Probability is a way to quantify the uncertainty associated with events chosen from a some universe of events.

The laws of probability, so true in general, so fallacious in particular. —Edward Gibbon

P(E) means “the probability of the event E.”

We’ll use probability theory to build and evaluate models.

Dependence and Independence

Roughly speaking, we say that two events E and F are dependent if knowing something about whether E happens gives us information about whether F happens (and vice versa). Otherwise they are independent.

When two events E and F are independent, then by definition we have:

$$P(E,F) =P(E)P(F)$$

Conditional Probability

we define the probability of E conditional on F as:

$$ P(E \mid F) = \frac{P(E,F)} {P(F)} $$

We often rewrite this as:

$$ P(E,F) = P(E \mid F) P(F) $$

When E and F are independent:

$$ P(E \mid F)=P(E)$$

F occurred gives us no additional information about whether E occurred.

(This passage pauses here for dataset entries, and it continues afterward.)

//! Plan construction and selection.
//!
//! A [`TransposePlan`] is everything one kernel launch needs: the
//! reduced shape and permutation, the axis partition, the launch
//! geometry, the host-side index tables and the predicted cost. Plans
//! are built in bulk by [`enumerate_plans`], ranked by
//! [`TransposePlan::cmp_rank`], and upload their tables lazily through
//! [`TransposePlan::activate`].

pub mod geometry;
pub mod split;
pub mod tables;

mod enumerate;

pub use enumerate::enumerate_plans;
pub use geometry::LaunchGeometry;
pub use split::{AxisPartition, Strategy};

use std::cmp::Ordering;
use std::sync::{Arc, Mutex, MutexGuard};

use tenperm_common::{DeviceId, ElemSize, HardwareProperties, StreamId};

use crate::memory::{AllocError, DeviceAllocator, DeviceBuffer};
use split::mmk_membership;
use tables::{TensorConv, TensorConvInOut};

/// Predicted memory traffic and cycle count of one candidate.
#[derive(Debug, Clone, Copy, PartialEq, Default)]
pub struct CostMetrics {
    /// Global load requests.
    pub gld_req: u64,
    /// Global store requests.
    pub gst_req: u64,
    /// Global load transactions.
    pub gld_tran: u64,
    /// Global store transactions.
    pub gst_tran: u64,
    /// Fully covered L2 cache lines.
    pub cl_full_l2: u64,
    /// Partially covered L2 cache lines.
    pub cl_part_l2: u64,
    /// Fully covered L1 cache lines.
    pub cl_full_l1: u64,
    /// Partially covered L1 cache lines.
    pub cl_part_l1: u64,
    /// Shared-memory load requests.
    pub sld_req: u64,
    /// Shared-memory store requests.
    pub sst_req: u64,
    /// Shared-memory load transactions.
    pub sld_tran: u64,
    /// Shared-memory store transactions.
    pub sst_tran: u64,
    /// Memory-level parallelism factor.
    pub mlp: f64,
    /// Predicted cycles; the ranking key.
    pub cycles: f64,
}

/// Device copies of the index tables, uploaded on activation.
struct DeviceTables {
    mbar: DeviceBuffer,
    mmk: DeviceBuffer,
    msh: DeviceBuffer,
    split: DeviceBuffer,
}

/// One fully derived execution plan.
pub struct TransposePlan {
    /// Device the plan was built for; execution is refused elsewhere.
    pub device: DeviceId,
    /// Stream the plan launches on.
    pub stream: StreamId,
    /// Element width.
    pub elem: ElemSize,
    /// Reduced shape, axis 0 fastest varying.
    pub shape: Vec<usize>,
    /// Reduced permutation over the reduced axes.
    pub permutation: Vec<usize>,
    /// Axis partition behind this plan.
    pub partition: AxisPartition,
    /// Thread-group and grid dimensions.
    pub geometry: LaunchGeometry,
    /// Resident groups per processor at this geometry.
    pub active_groups: u32,
    /// Input stride of the tile's column axis (tiled strategies).
    pub cu_dim_mk: usize,
    /// Output stride of the tile's row axis (tiled strategies).
    pub cu_dim_mm: usize,
    /// Tile-plane extents `(rows, columns)` for tiled strategies.
    pub tiled_vol: (usize, usize),
    /// Outer-loop iterations one thread group runs.
    pub num_iter: usize,
    /// Predicted cost; filled in by the cost model after construction.
    pub metrics: CostMetrics,

    pub(crate) host_mbar: Vec<TensorConvInOut>,
    pub(crate) host_mmk: Vec<TensorConvInOut>,
    pub(crate) host_msh: Vec<TensorConv>,
    pub(crate) host_split: Vec<TensorConvInOut>,

    tables: Mutex<Option<DeviceTables>>,
}

impl core::fmt::Debug for TransposePlan {
    fn fmt(&self, f: &mut core::fmt::Formatter<'_>) -> core::fmt::Result {
        f.debug_struct("TransposePlan")
            .field("strategy", &self.partition.strategy)
            .field("shape", &self.shape)
            .field("permutation", &self.permutation)
            .field("geometry", &self.geometry)
            .field("cycles", &self.metrics.cycles)
            .finish()
    }
}

impl TransposePlan {
    /// Assemble a plan from a finished partition, or `None` when the
    /// launch geometry does not fit the device.
    #[allow(clippy::too_many_arguments)]
    pub fn build(
        partition: AxisPartition,
        shape: &[usize],
        permutation: &[usize],
        elem: ElemSize,
        reg_storage: u32,
        device: DeviceId,
        stream: StreamId,
        props: &HardwareProperties,
    ) -> Option<Self> {
        let geometry = LaunchGeometry::derive(&partition, elem, reg_storage, props)?;
        let active_groups = geometry.max_active_groups(props);

        let rank = shape.len();
        let in_mmk = mmk_membership(partition.size_mm, partition.size_mk, rank, permutation);
        let istr = tables::input_strides(shape);
        let ostr = tables::output_strides_by_input_axis(shape, permutation);

        let host_mbar = tables::build_mbar(shape, permutation, &in_mmk);
        let (host_mmk, host_msh) = match partition.strategy {
            Strategy::Packed | Strategy::PackedSplit => (
                tables::build_mmk(shape, permutation, &in_mmk),
                tables::build_msh(shape, permutation, &in_mmk),
            ),
            _ => (Vec::new(), Vec::new()),
        };
        let host_split = if partition.num_split > 1 {
            tables::build_split(
                shape,
                permutation,
                partition.split_axis,
                partition.split_extent,
                partition.num_split,
            )
        } else {
            Vec::new()
        };

        let (cu_dim_mk, cu_dim_mm, tiled_vol) = match partition.strategy {
            // The tile plane is input axis 0 by output axis perm[0];
            // cu_dim_mk strides a tile row on the input side, cu_dim_mm
            // strides a tile column on the output side.
            Strategy::Tiled => (
                istr[permutation[0]],
                ostr[0],
                (partition.vol_mm, partition.vol_mk),
            ),
            // Input axis 0 leads on both sides; the second output axis
            // spans the other tile dimension.
            Strategy::TiledCopy => (
                istr[permutation[1]],
                ostr[permutation[1]],
                (partition.vol_mm, partition.vol_mk_bar),
            ),
            _ => (0, 0, (0, 0)),
        };

        let total = partition.vol_mbar * partition.vol_mmk;
        let num_iter = match partition.strategy {
            Strategy::Trivial => {
                let per_pass = geometry.group.num_elems() as usize * geometry.grid.x as usize;
                total.div_ceil(per_pass)
            }
            Strategy::Tiled | Strategy::TiledCopy => {
                partition.vol_mbar.div_ceil(geometry.grid.z as usize)
            }
            Strategy::Packed => partition.vol_mbar.div_ceil(geometry.grid.x as usize),
            Strategy::PackedSplit => (partition.vol_mbar * partition.num_split)
                .div_ceil(geometry.grid.x as usize),
        };

        Some(Self {
            device,
            stream,
            elem,
            shape: shape.to_vec(),
            permutation: permutation.to_vec(),
            partition,
            geometry,
            active_groups,
            cu_dim_mk,
            cu_dim_mm,
            tiled_vol,
            num_iter,
            metrics: CostMetrics::default(),
            host_mbar,
            host_mmk,
            host_msh,
            host_split,
            tables: Mutex::new(None),
        })
    }

    fn lock_tables(&self) -> MutexGuard<'_, Option<DeviceTables>> {
        match self.tables.lock() {
            Ok(guard) => guard,
            Err(poisoned) => poisoned.into_inner(),
        }
    }

    /// Upload the index tables to the device. Idempotent: a second call
    /// on an already activated plan returns without touching the
    /// allocator.
    pub fn activate(&self, allocator: &Arc<dyn DeviceAllocator>) -> Result<(), AllocError> {
        let mut guard = self.lock_tables();
        if guard.is_some() {
            return Ok(());
        }
        let upload = |bytes: &[u8]| {
            DeviceBuffer::with_data(Arc::clone(allocator), self.device, bytes)
        };
        *guard = Some(DeviceTables {
            mbar: upload(bytemuck::cast_slice(&self.host_mbar))?,
            mmk: upload(bytemuck::cast_slice(&self.host_mmk))?,
            msh: upload(bytemuck::cast_slice(&self.host_msh))?,
            split: upload(bytemuck::cast_slice(&self.host_split))?,
        });
        Ok(())
    }

    /// Whether [`activate`](Self::activate) has run.
    pub fn is_active(&self) -> bool {
        self.lock_tables().is_some()
    }

    /// Total rank order for candidate ranking: predicted cycles first,
    /// then structural simplicity, then shared-memory footprint, then
    /// register storage. Two distinct candidates practically never
    /// compare equal, so selection is deterministic.
    pub fn cmp_rank(&self, other: &Self) -> Ordering {
        self.metrics
            .cycles
            .total_cmp(&other.metrics.cycles)
            .then_with(|| self.partition.strategy.cmp(&other.partition.strategy))
            .then_with(|| self.geometry.shmem_bytes.cmp(&other.geometry.shmem_bytes))
            .then_with(|| self.geometry.reg_storage.cmp(&other.geometry.reg_storage))
    }

    /// A human-readable summary of the plan.
    pub fn describe(&self) -> PlanDescription {
        PlanDescription {
            strategy: self.partition.strategy,
            shape: self.shape.clone(),
            permutation: self.permutation.clone(),
            group: self.geometry.group,
            grid: self.geometry.grid,
            shmem_bytes: self.geometry.shmem_bytes,
            reg_storage: self.geometry.reg_storage,
            num_split: self.partition.num_split,
            num_iter: self.num_iter,
            cycles: self.metrics.cycles,
        }
    }
}

/// Pick the lowest-ranked plan. The first minimum wins, so the result
/// is stable for a given candidate order.
pub fn select_best(plans: Vec<TransposePlan>) -> Option<TransposePlan> {
    plans.into_iter().min_by(|a, b| a.cmp_rank(b))
}

/// Snapshot of a plan's launch parameters, for logging and inspection.
#[derive(Debug, Clone, PartialEq, serde::Serialize)]
pub struct PlanDescription {
    /// Execution strategy.
    pub strategy: Strategy,
    /// Reduced shape.
    pub shape: Vec<usize>,
    /// Reduced permutation.
    pub permutation: Vec<usize>,
    /// Threads per group.
    pub group: tenperm_common::Dim3,
    /// Groups in the grid.
    pub grid: tenperm_common::Dim3,
    /// Dynamic shared memory per group.
    pub shmem_bytes: usize,
    /// Elements per thread in registers.
    pub reg_storage: u32,
    /// Split pieces.
    pub num_split: usize,
    /// Outer-loop iterations.
    pub num_iter: usize,
    /// Predicted cycles.
    pub cycles: f64,
}

impl core::fmt::Display for PlanDescription {
    fn fmt(&self, f: &mut core::fmt::Formatter<'_>) -> core::fmt::Result {
        write!(
            f,
            "{} plan for shape {:?} permutation {:?}: group ({}, {}, {}), grid ({}, {}, {}), \
             {} B shared, {} regs, {} iterations, {:.0} cycles",
            self.strategy,
            self.shape,
            self.permutation,
            self.group.x,
            self.group.y,
            self.group.z,
            self.grid.x,
            self.grid.y,
            self.grid.z,
            self.shmem_bytes,
            self.reg_storage,
            self.num_iter,
            self.cycles,
        )
    }
}

/// Collapse extent-1 axes and merge axes that stay adjacent in both the
/// input and the output layout. The permuted result is unchanged; the
/// reduced problem is what plans are built from.
pub fn reduce_ranks(shape: &[usize], permutation: &[usize]) -> (Vec<usize>, Vec<usize>) {
    let kept: Vec<usize> = (0..shape.len()).filter(|&a| shape[a] > 1).collect();
    if kept.is_empty() {
        return (vec![1], vec![0]);
    }

    // Output position of each kept axis, counted over kept axes only.
    let mut opos = vec![0usize; shape.len()];
    let mut next = 0usize;
    for &axis in permutation {
        if shape[axis] > 1 {
            opos[axis] = next;
            next += 1;
        }
    }

    // Merge runs of kept axes that are consecutive in both layouts.
    let mut groups: Vec<(usize, usize)> = Vec::new(); // (extent, first opos)
    for (i, &axis) in kept.iter().enumerate() {
        if i > 0 && opos[axis] == opos[kept[i - 1]] + 1 {
            if let Some(group) = groups.last_mut() {
                group.0 *= shape[axis];
            }
        } else {
            groups.push((shape[axis], opos[axis]));
        }
    }

    let new_shape: Vec<usize> = groups.iter().map(|&(extent, _)| extent).collect();
    let mut order: Vec<usize> = (0..groups.len()).collect();
    order.sort_by_key(|&g| groups[g].1);
    (new_shape, order)
}
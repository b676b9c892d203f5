#![warn(missing_docs)]

//! Common types shared between the tenperm planning core and its backends.

mod device;
mod dim;
mod elem;
mod props;

pub use device::*;
pub use dim::*;
pub use elem::*;
pub use props::*;
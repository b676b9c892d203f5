use core::hash::Hash;
use std::sync::{Mutex, MutexGuard};

use hashbrown::HashMap;

/// A bounded key-value store with least-recently-used eviction.
///
/// Lookups return `Option` rather than a reserved "not found" sentinel,
/// so the value domain is unrestricted. Every operation takes one lock
/// covering both the lookup table and the recency order; operations are
/// serialized across threads, not concurrent-reader-safe.
pub struct LruCache<K, V> {
    capacity: usize,
    state: Mutex<LruState<K, V>>,
}

struct LruState<K, V> {
    map: HashMap<K, V>,
    /// Keys ordered by recency; index 0 is the most recently used.
    recency: Vec<K>,
}

impl<K, V> LruCache<K, V>
where
    K: Clone + Eq + Hash,
    V: Clone,
{
    /// Create a cache holding at most `capacity` entries.
    ///
    /// # Panics
    /// Panics if `capacity` is zero.
    pub fn new(capacity: usize) -> Self {
        assert!(capacity > 0, "cache capacity must be at least one");
        Self {
            capacity,
            state: Mutex::new(LruState {
                map: HashMap::with_capacity(capacity),
                recency: Vec::with_capacity(capacity),
            }),
        }
    }

    /// Look up `key`, marking it most recently used on a hit.
    pub fn get(&self, key: &K) -> Option<V> {
        let mut state = self.lock();
        let value = state.map.get(key)?.clone();
        Self::touch(&mut state.recency, key);
        Some(value)
    }

    /// Insert or replace the value under `key` and mark it most recently
    /// used. When a new key arrives at full capacity, the least recently
    /// used entry is evicted first and returned; at most one entry is
    /// evicted per insertion.
    pub fn put(&self, key: K, value: V) -> Option<V> {
        let mut state = self.lock();
        if state.map.contains_key(&key) {
            state.map.insert(key.clone(), value);
            Self::touch(&mut state.recency, &key);
            return None;
        }

        let evicted = if state.map.len() == self.capacity {
            state
                .recency
                .pop()
                .and_then(|oldest| state.map.remove(&oldest))
        } else {
            None
        };

        state.recency.insert(0, key.clone());
        state.map.insert(key, value);
        evicted
    }

    /// Number of resident entries.
    pub fn len(&self) -> usize {
        self.lock().map.len()
    }

    /// Whether the cache holds no entries.
    pub fn is_empty(&self) -> bool {
        self.len() == 0
    }

    /// Maximum number of entries, fixed at construction.
    pub fn capacity(&self) -> usize {
        self.capacity
    }

    fn lock(&self) -> MutexGuard<'_, LruState<K, V>> {
        match self.state.lock() {
            Ok(guard) => guard,
            Err(poisoned) => poisoned.into_inner(),
        }
    }

    fn touch(recency: &mut Vec<K>, key: &K) {
        if let Some(pos) = recency.iter().position(|k| k == key) {
            let k = recency.remove(pos);
            recency.insert(0, k);
        }
    }
}

impl<K, V> core::fmt::Debug for LruCache<K, V> {
    fn fmt(&self, f: &mut core::fmt::Formatter<'_>) -> core::fmt::Result {
        f.debug_struct("LruCache")
            .field("capacity", &self.capacity)
            .finish()
    }
}

#[cfg(test)]
mod tests {
    use super::*;

    #[test]
    fn inserting_capacity_plus_one_evicts_the_oldest() {
        let cache = LruCache::new(3);
        for k in 1..=4 {
            cache.put(k, k * 10);
        }
        assert_eq!(cache.get(&1), None);
        assert_eq!(cache.get(&4), Some(40));
        assert_eq!(cache.len(), 3);
    }

    #[test]
    fn get_counts_as_a_use() {
        let cache = LruCache::new(2);
        cache.put("a", 1);
        cache.put("b", 2);
        // Touch "a" so "b" becomes the eviction victim.
        assert_eq!(cache.get(&"a"), Some(1));
        cache.put("c", 3);
        assert_eq!(cache.get(&"a"), Some(1));
        assert_eq!(cache.get(&"b"), None);
    }

    #[test]
    fn re_put_counts_as_a_use() {
        let cache = LruCache::new(2);
        cache.put("a", 1);
        cache.put("b", 2);
        cache.put("a", 10);
        cache.put("c", 3);
        assert_eq!(cache.get(&"a"), Some(10));
        assert_eq!(cache.get(&"b"), None);
    }

    #[test]
    fn replacement_does_not_evict() {
        let cache = LruCache::new(2);
        cache.put(1, "one");
        cache.put(2, "two");
        assert!(cache.put(1, "uno").is_none());
        assert_eq!(cache.len(), 2);
        assert_eq!(cache.get(&2), Some("two"));
    }

    #[test]
    fn eviction_returns_the_victim() {
        let cache = LruCache::new(1);
        cache.put(1, "one");
        assert_eq!(cache.put(2, "two"), Some("one"));
    }

    #[test]
    #[should_panic(expected = "capacity must be at least one")]
    fn zero_capacity_is_rejected() {
        let _ = LruCache::<u32, u32>::new(0);
    }
}
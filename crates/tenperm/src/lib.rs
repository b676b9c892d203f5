#![warn(missing_docs)]

//! Plan search, selection and caching for N-dimensional tensor
//! transposition on accelerator devices.
//!
//! The crate computes execution strategies for `output[p(i)] = alpha *
//! input[i] + beta * output[p(i)]` over large device-resident tensors: it
//! partitions the axes into cooperating groups, enumerates candidate
//! plans across five strategies, ranks them with an analytic
//! memory-transaction model (or by timing them on real buffers), and
//! caches the winner per shape fingerprint.
//!
//! The per-element kernels, the device allocator and the stream machinery
//! are external collaborators plugged in through the [`kernel`] and
//! [`memory`] traits.

mod base;

/// Bounded recency-ordered plan cache.
pub mod cache;
/// Global configuration.
pub mod config;
/// Analytic cost model.
pub mod cost;
/// Backend seam for the data-movement kernels.
pub mod kernel;
/// Device memory capability and scoped buffers.
pub mod memory;
/// Axis partitioning, launch geometry, index tables, enumeration and the
/// plan itself.
pub mod plan;
/// Empirical candidate selection.
pub mod tune;

mod error;

pub use base::*;
pub use error::PermuteError;

pub use tenperm_common::{DeviceId, Dim3, ElemSize, HardwareProperties, StreamId};
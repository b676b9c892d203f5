//! Measurement-based plan selection.
//!
//! The cost model ranks candidates; the autotuner takes the short list
//! of the best-ranked ones, runs each once on the device and keeps the
//! fastest. A candidate whose activation or launch fails is logged and
//! skipped rather than failing the whole search.

use std::sync::Arc;
use std::time::Duration;

use crate::error::PermuteError;
use crate::kernel::{Scale, TransposeKernel};
use crate::memory::{DeviceAllocator, DevicePtr};
use crate::plan::TransposePlan;

/// Runs the benchmark pass over a ranked candidate list.
#[derive(Debug, Clone, derive_new::new)]
pub struct Autotuner {
    /// How many of the best-ranked candidates to measure.
    pub shortlist: usize,
}

impl Autotuner {
    /// Measure the top candidates on real data and return the fastest.
    ///
    /// `candidates` may be unsorted; the model ranking decides which
    /// ones get benchmarked. Ties on measured time keep the earlier,
    /// better-ranked candidate.
    pub fn select(
        &self,
        mut candidates: Vec<TransposePlan>,
        kernel: &Arc<dyn TransposeKernel>,
        allocator: &Arc<dyn DeviceAllocator>,
        input: DevicePtr,
        output: DevicePtr,
        scale: Scale,
    ) -> Result<TransposePlan, PermuteError> {
        candidates.sort_by(|a, b| a.cmp_rank(b));
        candidates.truncate(self.shortlist.max(1));

        let mut best: Option<(usize, Duration)> = None;
        for (index, plan) in candidates.iter().enumerate() {
            if let Err(err) = plan.activate(allocator) {
                log::warn!("skipping candidate {plan:?}: activation failed: {err}");
                continue;
            }
            match kernel.launch_timed(plan, input, output, scale) {
                Ok(elapsed) => {
                    log::debug!("measured {plan:?}: {elapsed:?}");
                    if best.is_none_or(|(_, current)| elapsed < current) {
                        best = Some((index, elapsed));
                    }
                }
                Err(err) => {
                    log::warn!("skipping candidate {plan:?}: launch failed: {err}");
                }
            }
        }

        let (index, elapsed) = best.ok_or_else(|| {
            PermuteError::Internal("all autotune candidates failed".to_string())
        })?;
        let winner = candidates.swap_remove(index);
        log::info!("autotune winner in {elapsed:?}: {}", winner.describe());
        Ok(winner)
    }
}

#[cfg(test)]
mod tests {
    use super::*;
    use crate::kernel::KernelError;
    use crate::memory::AllocError;
    use crate::plan::split::{AxisPartition, Strategy};
    use std::sync::Mutex;
    use tenperm_common::{DeviceId, Dim3, ElemSize, HardwareProperties, StreamId};

    fn props() -> HardwareProperties {
        HardwareProperties {
            warp_size: 32,
            max_threads_per_group: 1024,
            max_shared_memory: 48_000,
            shared_memory_per_processor: 96_000,
            max_groups_per_processor: 16,
            max_threads_per_processor: 2048,
            processor_count: 16,
            max_grid: Dim3::new_3d(u32::MAX, 65_535, 65_535),
            cache_line_l1: 128,
            cache_line_l2: 32,
        }
    }

    fn candidate(reg: u32, cycles: f64) -> TransposePlan {
        let mut part = AxisPartition::new(Strategy::Packed, 32);
        part.update(1, 1, &[32, 20], &[1, 0]);
        let mut plan = TransposePlan::build(
            part,
            &[32, 20],
            &[1, 0],
            ElemSize::Bytes4,
            reg,
            DeviceId::new(0),
            StreamId::default(),
            &props(),
        )
        .unwrap();
        plan.metrics.cycles = cycles;
        plan
    }

    struct NullAllocator;

    impl DeviceAllocator for NullAllocator {
        fn allocate(&self, _: DeviceId, _: usize) -> Result<DevicePtr, AllocError> {
            Ok(DevicePtr(1))
        }
        fn deallocate(&self, _: DeviceId, _: DevicePtr) {}
        fn write(&self, _: DeviceId, _: DevicePtr, _: &[u8]) -> Result<(), AllocError> {
            Ok(())
        }
    }

    /// Kernel whose launch times are scripted per call, with `0`
    /// meaning "fail this launch".
    struct ScriptedKernel {
        times: Mutex<Vec<u64>>,
    }

    impl ScriptedKernel {
        fn new(times: &[u64]) -> Self {
            let mut times: Vec<u64> = times.to_vec();
            times.reverse();
            Self {
                times: Mutex::new(times),
            }
        }
    }

    impl TransposeKernel for ScriptedKernel {
        fn current_device(&self) -> DeviceId {
            DeviceId::new(0)
        }
        fn properties(&self, _: DeviceId) -> HardwareProperties {
            props()
        }
        fn launch(
            &self,
            _: &TransposePlan,
            _: DevicePtr,
            _: DevicePtr,
            _: Scale,
        ) -> Result<(), KernelError> {
            Ok(())
        }
        fn launch_timed(
            &self,
            _: &TransposePlan,
            _: DevicePtr,
            _: DevicePtr,
            _: Scale,
        ) -> Result<Duration, KernelError> {
            let micros = self.times.lock().unwrap().pop().unwrap_or(1);
            if micros == 0 {
                Err(KernelError::Launch("scripted failure".to_string()))
            } else {
                Ok(Duration::from_micros(micros))
            }
        }
    }

    fn run(tuner: &Autotuner, times: &[u64], candidates: Vec<TransposePlan>) -> Result<TransposePlan, PermuteError> {
        let kernel: Arc<dyn TransposeKernel> = Arc::new(ScriptedKernel::new(times));
        let allocator: Arc<dyn DeviceAllocator> = Arc::new(NullAllocator);
        tuner.select(
            candidates,
            &kernel,
            &allocator,
            DevicePtr(1),
            DevicePtr(2),
            Scale::default(),
        )
    }

    #[test]
    fn fastest_measured_candidate_wins() {
        let tuner = Autotuner::new(3);
        // Candidates are ranked by cycles before measuring, so the
        // scripted times apply in cycle order: 10.0, 20.0, 30.0.
        let candidates = vec![candidate(1, 30.0), candidate(2, 10.0), candidate(4, 20.0)];
        let winner = run(&tuner, &[50, 5, 80], candidates).unwrap();
        assert_eq!(winner.geometry.reg_storage, 4);
    }

    #[test]
    fn failed_launches_are_skipped() {
        let tuner = Autotuner::new(3);
        let candidates = vec![candidate(1, 10.0), candidate(2, 20.0), candidate(4, 30.0)];
        let winner = run(&tuner, &[0, 0, 9], candidates).unwrap();
        assert_eq!(winner.geometry.reg_storage, 4);
    }

    #[test]
    fn all_failures_is_an_error() {
        let tuner = Autotuner::new(2);
        let candidates = vec![candidate(1, 10.0), candidate(2, 20.0)];
        let err = run(&tuner, &[0, 0], candidates).unwrap_err();
        assert!(matches!(err, PermuteError::Internal(_)));
    }

    #[test]
    fn shortlist_limits_how_many_launches_happen() {
        let tuner = Autotuner::new(1);
        // Only the best-ranked candidate is measured; a slow time for it
        // still wins because nothing else runs.
        let candidates = vec![candidate(1, 10.0), candidate(2, 20.0)];
        let winner = run(&tuner, &[100], candidates).unwrap();
        assert_eq!(winner.geometry.reg_storage, 1);
    }

    #[test]
    fn measurement_ties_keep_the_better_ranked_candidate() {
        let tuner = Autotuner::new(2);
        let candidates = vec![candidate(2, 20.0), candidate(1, 10.0)];
        let winner = run(&tuner, &[7, 7], candidates).unwrap();
        assert_eq!(winner.geometry.reg_storage, 1);
    }
}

  • Each child is equally likely to be a boy or a girl.

  • The gender of the second child is independent of the gender of the first child

  • the event “no girls” has probability 1/4,

  • the event “one girl, one boy” has probability 1/2,

  • the event “two girls” has probability 1/4.

$$P(B, G) = P(B)$$

The event B and G (“both children are girls and the older child is a girl”) is just the event B.

  • Once you know that both children are girls, it’s necessarily true that the older child is a girl.

The probability of the event “both children are girls” (B) conditional on the event “the older child is a girl” (G)

$$P(B \mid G) =\frac{P(B,G)}{P(G)} =\frac{P(B)}{P(G)} =1/2$$

The probability of the event “both children are girls” conditional on the event “at least one of the children is a girl” (L).

$$P(B \mid L) =\frac{P(B,L)}{P(L)} =\frac{P(B)}{P(L)} =1/3$$

from collections import Counter
import math, random
import matplotlib.pyplot as plt # pyplot

def random_kid():
    return random.choice(["boy", "girl"])
both_girls = 0
older_girl = 0
either_girl = 0

for _ in range(10000):
    younger = random_kid()
    older = random_kid()
    if older == "girl":
        older_girl += 1
    if older == "girl" and younger == "girl":
        both_girls += 1
    if older == "girl" or younger == "girl":
        either_girl += 1

print("P(both | older):", both_girls / older_girl)      # 0.514 ~ 1/2
print("P(both | either): ", both_girls / either_girl)   # 0.342 ~ 1/3
P(both | older): 0.4906832298136646
P(both | either):  0.33271913661489866

Bayes’s Theorem

Using the definition of conditional probability twice tells us that:

$$P(E \mid F) =\frac{P(E,F)}{P(F)} =\frac{P(F \mid E)P(E)}{P(F)}$$

The complement of an event is the “opposite” of that event.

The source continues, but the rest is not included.